En guise de conclusion à ce chapitre, nous donnons quelques propositions de Piaget pour la pédagogie de la connaissance. Selon le psychologue suisse, dans l’école traditionnelle, on donne un nombre considérable de connaissances. L’on exerce la pensée verbale, on cherche l’adaptation de l’enfant, non à la réalité elle-même, mais aux expressions et aux mots entendus dans la bouche des adultes ou d’autres enfants, et sous lesquels le sujet cherche à imaginer une réalité. L’essentiel est d’exercer au moins l’intelligence, de retenir par coeur les choses. L’important est d’avoir connu les choses même si par la suite on en perd le souvenir. En fait, on ne fait que meubler son esprit sans vraiment développer son intelligence et ses connaissances d’autant que les connaissances se construisent dans les interactions du sujet avec les objets et les humains. Les méthodes verbales, une suite de conférences prononcées comme devant l’adulte remplacent l’activité effective de l’élève. Ainsi l’on traite l’intelligence en formation sur le modèle de la logique achevée. L’on ignore superbement les différentes étapes, les différents stades du développement mental de l’enfant.

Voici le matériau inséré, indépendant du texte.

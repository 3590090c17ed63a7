//! Lootforge - Entry Point
//!
//! Rolls a batch of loot and shows what the economy makes of it.
//!
//! Usage:
//!   lootforge [area_level] [count] [seed]
//!   lootforge export-data [dir]

use std::path::{Path, PathBuf};

use anyhow::{Context, Result};

use lootforge::config::{LootConfig, CONFIG_FILE};
use lootforge::data::export_default_data;
use lootforge::game::{unix_now, Game};
use lootforge::items::{buy_price, sell_price, ItemInstance, Rarity};

fn main() -> Result<()> {
    env_logger::Builder::from_env(
        env_logger::Env::default().default_filter_or("info")
    )
    .init();

    log::info!("Starting Lootforge v{}", env!("CARGO_PKG_VERSION"));

    let args: Vec<String> = std::env::args().skip(1).collect();
    let mut config = LootConfig::load_or_default(Path::new(CONFIG_FILE));

    if args.first().map(String::as_str) == Some("export-data") {
        let dir = args.get(1).map(PathBuf::from).unwrap_or_else(|| config.data_dir.clone());
        export_default_data(&dir).with_context(|| format!("exporting catalog to {}", dir.display()))?;
        println!("Default catalog written to {}", dir.display());
        return Ok(());
    }

    let area_level: u32 = parse_arg(&args, 0, "area_level")?.unwrap_or(10);
    let count: usize = parse_arg(&args, 1, "count")?.unwrap_or(8);
    if let Some(seed) = parse_arg(&args, 2, "seed")? {
        config.seed = Some(seed);
    }

    let mut game = Game::from_config(config).context("starting session")?;
    game.set_area_level(area_level);

    println!("== Drops (area level {}) ==", area_level);
    for item in game.generate_loot(count) {
        print_item(&item);
        if let Err(item) = game.pick_up(item) {
            println!("   (no room for {})", item.display_name());
        }
    }

    let to_equip: Vec<u64> = game.inventory().items().filter(|i| i.is_equippable()).map(|i| i.uid).collect();
    for uid in to_equip {
        if let Err(e) = game.equip_from_inventory(uid) {
            log::debug!("Skipped equipping {}: {}", uid, e);
        }
    }

    println!();
    println!("== Equipment bonuses ==");
    for (stat, value) in game.bonuses().non_zero() {
        println!("  {:>8} {}", value, stat.label());
    }

    game.refresh_vendor(unix_now());
    println!();
    println!("== Vendor ({} gold) ==", game.gold());
    for (index, offer) in game.vendor().offers.iter().enumerate() {
        println!("  [{}] {:<32} {:>6} gold", index, offer.display_name(), buy_price(offer));
    }

    Ok(())
}

/// Parse an optional positional argument
fn parse_arg<T: std::str::FromStr>(args: &[String], index: usize, name: &str) -> Result<Option<T>>
where
    T::Err: std::error::Error + Send + Sync + 'static,
{
    args.get(index)
        .map(|raw| raw.parse::<T>().with_context(|| format!("invalid {}: {}", name, raw)))
        .transpose()
}

fn print_item(item: &ItemInstance) {
    let extra = match (item.rarity, item.sockets) {
        (Rarity::Unique, _) => " [unique]".to_string(),
        (_, Some(sockets)) => format!(" [{} sockets]", sockets),
        _ => String::new(),
    };
    println!(
        "- {} (ilvl {}){}  buy {} / sell {}",
        item.display_name(),
        item.level,
        extra,
        buy_price(item),
        sell_price(item)
    );
    for modifier in item.implicits.iter().chain(&item.modifiers) {
        println!("     {:+} {}", modifier.value, modifier.stat.label());
    }
}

Piaget soutient que les parties les plus récentes du cerveau humain ne sont prêtes à fonctionner que vers la fin de l’enfance. Les opérations logiques ne se constituent et n’acquièrent leurs structures d’ensemble qu’en fonction des exercices non pas seulement verbaux mais surtout et essentiellement liés aux actions sur les objets et aux expérimentations. C’est l’activité réelle qui est le nerf de l’apprentissage. La pédagogie ne doit pas cultiver sans précaution indispensable l’intelligence verbale chez l’enfant parce qu’elle est en partie détachée du réel. L’enfant se contenterait des mots au lieu de penser objectivement le réel tel qu’il est. La structure ne peut exister en dehors du contenu ou d’une situation. On ne peut pas dissocier l’acquisition des connaissances et la mobilisation de démarches de pensée en situation de problèmes400. L’école ne doit pas se contenter de la stimulation des processus et des connaissances, indépendamment des contenus et des situations à structurer.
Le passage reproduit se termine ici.